Each year, developers Cyanide bring out a new Pro Cycling Manager for what is admittedly a very niche crowd. Produced in France, where the sport is perhaps most prominent, Pro Cycling Manager has been the go-to option for enthusiasts and management simulation fans for years.
It takes a lot of work to be the top title, and this year’s iteration certainly shakes things up with new features like the Armada online system and sparking 3D visuals. Of course, the meat of the game is the most important feature of all, and predictably, this is where things get complicated for Pro Cycling Manager 2012.
The user interface will seem like a formidable foe for gamers new to the series, even if they have experience in other sports management titles. Beginning your first campaign will involve a lot tedious work navigating these menus, so gamers can expect a slow start as they are forced to learn the ropes throughout a UI that could stand to feature some streamlining. Though the learning curve for this interface is remarkably steep, spending enough hours perusing through each menu will eventually lead gamers to the discovery that the menu itself is highly functional – albeit, the menu system itself shouldn’t be one of the most challenging aspects of the game. It goes without saying that purchasing the title on console should be avoided for just that reason, as sports management simulators just aren’t meant for a non-mouse environment.

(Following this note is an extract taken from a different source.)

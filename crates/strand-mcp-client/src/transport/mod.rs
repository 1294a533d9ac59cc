//! Transport implementations for the MCP client.

pub mod stdio;

pub use stdio::{StdioServerParameters, StdioTransport};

Pro Cycling Manager 2012 has opted to drop support for LAN games, which might put-off a few enthusiasts who like to sit down and have a good session with like-minded buddies. However, the all-new online Armada mode offers a plethora of exciting challenges to those who want to bring their competition to the global scale. Much like the Ultimate Team mode of the FIFA series, players will be given randomly-selected Rider and Equipment cards to start the team off with. Racing in scheduled competitions against other player’s teams, you can win more cards by performing well in races or, if inclined, purchasing select cards through Cyanide themselves. While can’t enjoy a proper simulation with local friends anymore, Armada breathes fresh air into cycling simulators – and offers gamers a chance to ‘build their own empire’ with the cards they are dealt.
Of course, the bulk of the game – and its intricate inner workings – are centred around single-player gameplay. Career Mode allows players to manage a team for the long-haul. Sending players to train in an expensive five star resort or sharing bunk beds on a decrepit mountain lodge will be just the start of player choices, which range from scheduling races to investing in different types of equipment for your team. The team schedule will quickly becoming a complicated calendar, especially when intertwined with training dates and trying to keep sponsors happy without burning out your squad. Riders can become sick or injured at the worst of times, meaning players will be gritting their teeth as the fates push their team into unplanned territories. Of course, this is what makes management games a challenging experience, and triumphing over all of these things – and over upwards of 500 racers – will be an enjoyable experience for those who can achieve it.
When it comes down to raceday, Pro Cycling Manager 2012 has a chance to break-away from the complicated menu system and bring out some surprisingly phenomenal graphics. Gamers are given the option for a quick simulation, a more detailed run-through, or even a full 3D race where the player will micro-manage their racers from start to finish. While the visuals will certainly appease management fans, audio for both the announcer and the music get repetitive very, very quickly – one can only hear the same “And he’s attacking!” so many times within twenty minutes.
Despite the audio problems, the player management interface is easy to use and allows gamers to micro-manage efficiently, quickly jumping between squadmates and assigning different tasks and mentalities. Though bikers clip through bikers all the time, 3D mode presents a nice view in all other areas, including roads, the bikers themselves, and the surrounding landscape. Of course, players can just weight the odds and use quick management to save massive amounts of time, as races don’t exactly simulate quickly in 3D mode.
At the end of the day, Cyanide has created a formidable package which, regrettably, is far too intimidating for the average gamer or even most casual fans of cycling. The inclusion of a Track Mode for simple one-off races is a welcome break from this complicated system, but ultimately does little to bring user-friendly elements to a game that is clearly developed for hardcore enthusiasts – which, while not necessarily being a bad thing, does alienate a large amount of gamers.
While Pro Cycling Manager 2012 is certainly not for the average gamer, pro cycling enthusiasts will be in for an entertaining experience if they can prove their dedication and invest plenty of hours learning the ropes of the game. For the cycling fanatic, Pro Cycling Manager 2012 is virtually your only option out there, and thankfully Cyanide has evidently invested a lot of time creating a realistic and in-depth simulation system. If you’re not a hardcore fan, however, this is one ride that should get a pass.
Pro Cycling Manager 2012 is available on PC, Xbox 360 and PlayStation 3. Game Rant reviewed the PC version.